▼▼▼
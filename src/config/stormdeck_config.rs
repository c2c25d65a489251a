//! Stormdeck configuration file handling
//!
//! Loads and manages the ~/.config/stormdeck/config.yaml file.

use crate::access::retry::RetryConfig;
use crate::Result;
use serde::{Deserialize, Serialize};
use std::fs;
use std::path::{Path, PathBuf};
use std::time::Duration;

/// Upstream API configuration
#[derive(Debug, Clone, Serialize, Deserialize)]
pub struct ApiConfig {
    /// Base URL of the hazard-data provider
    #[serde(default = "default_base_url")]
    pub base_url: String,

    /// Per-request timeout in seconds
    #[serde(default = "default_request_timeout_secs")]
    pub request_timeout_secs: u64,
}

fn default_base_url() -> String {
    "https://hazards.example.org".to_string()
}

fn default_request_timeout_secs() -> u64 {
    10
}

impl Default for ApiConfig {
    fn default() -> Self {
        Self {
            base_url: default_base_url(),
            request_timeout_secs: default_request_timeout_secs(),
        }
    }
}

impl ApiConfig {
    pub fn request_timeout(&self) -> Duration {
        Duration::from_secs(self.request_timeout_secs)
    }
}

/// Cache validity configuration
#[derive(Debug, Clone, Serialize, Deserialize)]
pub struct CacheConfig {
    /// Default TTL for fetched resources, in seconds
    #[serde(default = "default_ttl_secs")]
    pub ttl_secs: u64,
}

fn default_ttl_secs() -> u64 {
    300
}

impl Default for CacheConfig {
    fn default() -> Self {
        Self {
            ttl_secs: default_ttl_secs(),
        }
    }
}

impl CacheConfig {
    pub fn ttl(&self) -> Duration {
        Duration::from_secs(self.ttl_secs)
    }
}

/// Rate limiting configuration
#[derive(Debug, Clone, Serialize, Deserialize)]
pub struct RateLimitConfig {
    /// Requests allowed per endpoint per window
    #[serde(default = "default_max_requests")]
    pub max_requests: u32,

    /// Sliding window length in seconds
    #[serde(default = "default_window_secs")]
    pub window_secs: u64,
}

fn default_max_requests() -> u32 {
    12
}

fn default_window_secs() -> u64 {
    3600
}

impl Default for RateLimitConfig {
    fn default() -> Self {
        Self {
            max_requests: default_max_requests(),
            window_secs: default_window_secs(),
        }
    }
}

impl RateLimitConfig {
    pub fn window(&self) -> Duration {
        Duration::from_secs(self.window_secs)
    }
}

/// Retry/backoff configuration
#[derive(Debug, Clone, Serialize, Deserialize)]
pub struct RetrySettings {
    #[serde(default = "default_max_retries")]
    pub max_retries: u32,

    #[serde(default = "default_initial_backoff_secs")]
    pub initial_backoff_secs: u64,

    #[serde(default = "default_max_backoff_secs")]
    pub max_backoff_secs: u64,

    #[serde(default = "default_multiplier")]
    pub multiplier: f64,
}

fn default_max_retries() -> u32 {
    3
}

fn default_initial_backoff_secs() -> u64 {
    2
}

fn default_max_backoff_secs() -> u64 {
    30
}

fn default_multiplier() -> f64 {
    2.0
}

impl Default for RetrySettings {
    fn default() -> Self {
        Self {
            max_retries: default_max_retries(),
            initial_backoff_secs: default_initial_backoff_secs(),
            max_backoff_secs: default_max_backoff_secs(),
            multiplier: default_multiplier(),
        }
    }
}

impl RetrySettings {
    pub fn to_retry_config(&self) -> RetryConfig {
        RetryConfig {
            max_retries: self.max_retries,
            initial_backoff: Duration::from_secs(self.initial_backoff_secs),
            max_backoff: Duration::from_secs(self.max_backoff_secs),
            multiplier: self.multiplier,
            jitter: false,
        }
    }
}

/// Persistent storage configuration
#[derive(Debug, Clone, Serialize, Deserialize)]
pub struct StorageConfig {
    /// Path to the store database
    pub path: PathBuf,

    /// Total serialized size budget in bytes
    #[serde(default = "default_quota_bytes")]
    pub quota_bytes: u64,

    /// Maximum record age in days
    #[serde(default = "default_max_age_days")]
    pub max_age_days: u64,
}

fn default_quota_bytes() -> u64 {
    5 * 1024 * 1024
}

fn default_max_age_days() -> u64 {
    30
}

impl Default for StorageConfig {
    fn default() -> Self {
        Self {
            path: crate::storage::SqliteBackend::default_path(),
            quota_bytes: default_quota_bytes(),
            max_age_days: default_max_age_days(),
        }
    }
}

impl StorageConfig {
    pub fn max_age(&self) -> Duration {
        Duration::from_secs(self.max_age_days * 24 * 60 * 60)
    }
}

/// Stormdeck configuration
///
/// Represents the complete ~/.config/stormdeck/config.yaml file.
#[derive(Debug, Clone, Serialize, Deserialize)]
pub struct StormdeckConfig {
    #[serde(default)]
    pub api: ApiConfig,

    #[serde(default)]
    pub cache: CacheConfig,

    #[serde(default)]
    pub rate_limit: RateLimitConfig,

    #[serde(default)]
    pub retry: RetrySettings,

    #[serde(default)]
    pub storage: StorageConfig,

    /// Auto-refresh period in seconds
    #[serde(default = "default_refresh_interval_secs")]
    pub refresh_interval_secs: u64,
}

fn default_refresh_interval_secs() -> u64 {
    300
}

impl StormdeckConfig {
    /// Create a configuration with all defaults
    pub fn new() -> Self {
        Self {
            api: ApiConfig::default(),
            cache: CacheConfig::default(),
            rate_limit: RateLimitConfig::default(),
            retry: RetrySettings::default(),
            storage: StorageConfig::default(),
            refresh_interval_secs: default_refresh_interval_secs(),
        }
    }

    pub fn refresh_interval(&self) -> Duration {
        Duration::from_secs(self.refresh_interval_secs)
    }

    /// Load configuration from the default path (~/.config/stormdeck/config.yaml)
    pub fn load_default() -> Result<Self> {
        Self::load(Self::default_path())
    }

    /// Load configuration from a specific path
    pub fn load(path: impl AsRef<Path>) -> Result<Self> {
        let path = path.as_ref();

        if !path.exists() {
            return Err(crate::StormdeckError::Config(format!(
                "Config file not found: {}",
                path.display()
            )));
        }

        tracing::info!(path = %path.display(), "Loading Stormdeck configuration");

        let content = fs::read_to_string(path)?;
        let config: Self = serde_yaml::from_str(&content)?;

        Ok(config)
    }

    /// Save configuration to a specific path
    pub fn save(&self, path: impl AsRef<Path>) -> Result<()> {
        let path = path.as_ref();

        if let Some(parent) = path.parent() {
            fs::create_dir_all(parent)?;
        }

        tracing::info!(path = %path.display(), "Saving Stormdeck configuration");

        let yaml = serde_yaml::to_string(self)?;
        fs::write(path, yaml)?;

        Ok(())
    }

    /// Get the default config path (~/.config/stormdeck/config.yaml)
    pub fn default_path() -> PathBuf {
        // Always use ~/.config for consistency across platforms (macOS, Linux)
        let mut path = dirs::home_dir().unwrap_or_else(|| PathBuf::from("."));
        path.push(".config");
        path.push("stormdeck");
        path.push("config.yaml");
        path
    }
}

impl Default for StormdeckConfig {
    fn default() -> Self {
        Self::new()
    }
}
▲▲▲
What you should produce is an exact restatement of all the material.

filename src/config/stormdeck_config.rs
repository c2c25d65a489251a
//! Stormdeck configuration file handling
//!
//! Loads and manages the ~/.config/stormdeck/config.yaml file.

use crate::access::retry::RetryConfig;
use crate::Result;
use serde::{Deserialize, Serialize};
use std::fs;
use std::path::{Path, PathBuf};
use std::time::Duration;

/// Upstream API configuration
#[derive(Debug, Clone, Serialize, Deserialize)]
pub struct ApiConfig {
    /// Base URL of the hazard-data provider
    #[serde(default = "default_base_url")]
    pub base_url: String,

    /// Per-request timeout in seconds
    #[serde(default = "default_request_timeout_secs")]
    pub request_timeout_secs: u64,
}

fn default_base_url() -> String {
    "https://hazards.example.org".to_string()
}

fn default_request_timeout_secs() -> u64 {
    10
}

impl Default for ApiConfig {
    fn default() -> Self {
        Self {
            base_url: default_base_url(),
            request_timeout_secs: default_request_timeout_secs(),
        }
    }
}

impl ApiConfig {
    pub fn request_timeout(&self) -> Duration {
        Duration::from_secs(self.request_timeout_secs)
    }
}

/// Cache validity configuration
#[derive(Debug, Clone, Serialize, Deserialize)]
pub struct CacheConfig {
    /// Default TTL for fetched resources, in seconds
    #[serde(default = "default_ttl_secs")]
    pub ttl_secs: u64,
}

fn default_ttl_secs() -> u64 {
    300
}

impl Default for CacheConfig {
    fn default() -> Self {
        Self {
            ttl_secs: default_ttl_secs(),
        }
    }
}

impl CacheConfig {
    pub fn ttl(&self) -> Duration {
        Duration::from_secs(self.ttl_secs)
    }
}

/// Rate limiting configuration
#[derive(Debug, Clone, Serialize, Deserialize)]
pub struct RateLimitConfig {
    /// Requests allowed per endpoint per window
    #[serde(default = "default_max_requests")]
    pub max_requests: u32,

    /// Sliding window length in seconds
    #[serde(default = "default_window_secs")]
    pub window_secs: u64,
}

fn default_max_requests() -> u32 {
    12
}

fn default_window_secs() -> u64 {
    3600
}

impl Default for RateLimitConfig {
    fn default() -> Self {
        Self {
            max_requests: default_max_requests(),
            window_secs: default_window_secs(),
        }
    }
}

impl RateLimitConfig {
    pub fn window(&self) -> Duration {
        Duration::from_secs(self.window_secs)
    }
}

/// Retry/backoff configuration
#[derive(Debug, Clone, Serialize, Deserialize)]
pub struct RetrySettings {
    #[serde(default = "default_max_retries")]
    pub max_retries: u32,

    #[serde(default = "default_initial_backoff_secs")]
    pub initial_backoff_secs: u64,

    #[serde(default = "default_max_backoff_secs")]
    pub max_backoff_secs: u64,

    #[serde(default = "default_multiplier")]
    pub multiplier: f64,
}

fn default_max_retries() -> u32 {
    3
}

fn default_initial_backoff_secs() -> u64 {
    2
}

fn default_max_backoff_secs() -> u64 {
    30
}

fn default_multiplier() -> f64 {
    2.0
}

impl Default for RetrySettings {
    fn default() -> Self {
        Self {
            max_retries: default_max_retries(),
            initial_backoff_secs: default_initial_backoff_secs(),
            max_backoff_secs: default_max_backoff_secs(),
            multiplier: default_multiplier(),
        }
    }
}

impl RetrySettings {
    pub fn to_retry_config(&self) -> RetryConfig {
        RetryConfig {
            max_retries: self.max_retries,
            initial_backoff: Duration::from_secs(self.initial_backoff_secs),
            max_backoff: Duration::from_secs(self.max_backoff_secs),
            multiplier: self.multiplier,
            jitter: false,
        }
    }
}

/// Persistent storage configuration
#[derive(Debug, Clone, Serialize, Deserialize)]
pub struct StorageConfig {
    /// Path to the store database
    pub path: PathBuf,

    /// Total serialized size budget in bytes
    #[serde(default = "default_quota_bytes")]
    pub quota_bytes: u64,

    /// Maximum record age in days
    #[serde(default = "default_max_age_days")]
    pub max_age_days: u64,
}

fn default_quota_bytes() -> u64 {
    5 * 1024 * 1024
}

fn default_max_age_days() -> u64 {
    30
}

impl Default for StorageConfig {
    fn default() -> Self {
        Self {
            path: crate::storage::SqliteBackend::default_path(),
            quota_bytes: default_quota_bytes(),
            max_age_days: default_max_age_days(),
        }
    }
}

impl StorageConfig {
    pub fn max_age(&self) -> Duration {
        Duration::from_secs(self.max_age_days * 24 * 60 * 60)
    }
}

/// Stormdeck configuration
///
/// Represents the complete ~/.config/stormdeck/config.yaml file.
#[derive(Debug, Clone, Serialize, Deserialize)]
pub struct StormdeckConfig {
    #[serde(default)]
    pub api: ApiConfig,

    #[serde(default)]
    pub cache: CacheConfig,

    #[serde(default)]
    pub rate_limit: RateLimitConfig,

    #[serde(default)]
    pub retry: RetrySettings,

    #[serde(default)]
    pub storage: StorageConfig,

    /// Auto-refresh period in seconds
    #[serde(default = "default_refresh_interval_secs")]
    pub refresh_interval_secs: u64,
}

fn default_refresh_interval_secs() -> u64 {
    300
}

impl StormdeckConfig {
    /// Create a configuration with all defaults
    pub fn new() -> Self {
        Self {
            api: ApiConfig::default(),
            cache: CacheConfig::default(),
            rate_limit: RateLimitConfig::default(),
            retry: RetrySettings::default(),
            storage: StorageConfig::default(),
            refresh_interval_secs: default_refresh_interval_secs(),
        }
    }

    pub fn refresh_interval(&self) -> Duration {
        Duration::from_secs(self.refresh_interval_secs)
    }

    /// Load configuration from the default path (~/.config/stormdeck/config.yaml)
    pub fn load_default() -> Result<Self> {
        Self::load(Self::default_path())
    }

    /// Load configuration from a specific path
    pub fn load(path: impl AsRef<Path>) -> Result<Self> {
        let path = path.as_ref();

        if !path.exists() {
            return Err(crate::StormdeckError::Config(format!(
                "Config file not found: {}",
                path.display()
            )));
        }

        tracing::info!(path = %path.display(), "Loading Stormdeck configuration");

        let content = fs::read_to_string(path)?;
        let config: Self = serde_yaml::from_str(&content)?;

        Ok(config)
    }

    /// Save configuration to a specific path
    pub fn save(&self, path: impl AsRef<Path>) -> Result<()> {
        let path = path.as_ref();

        if let Some(parent) = path.parent() {
            fs::create_dir_all(parent)?;
        }

        tracing::info!(path = %path.display(), "Saving Stormdeck configuration");

        let yaml = serde_yaml::to_string(self)?;
        fs::write(path, yaml)?;

        Ok(())
    }

    /// Get the default config path (~/.config/stormdeck/config.yaml)
    pub fn default_path() -> PathBuf {
        // Always use ~/.config for consistency across platforms (macOS, Linux)
        let mut path = dirs::home_dir().unwrap_or_else(|| PathBuf::from("."));
        path.push(".config");
        path.push("stormdeck");
        path.push("config.yaml");
        path
    }
}

impl Default for StormdeckConfig {
    fn default() -> Self {
        Self::new()
    }
}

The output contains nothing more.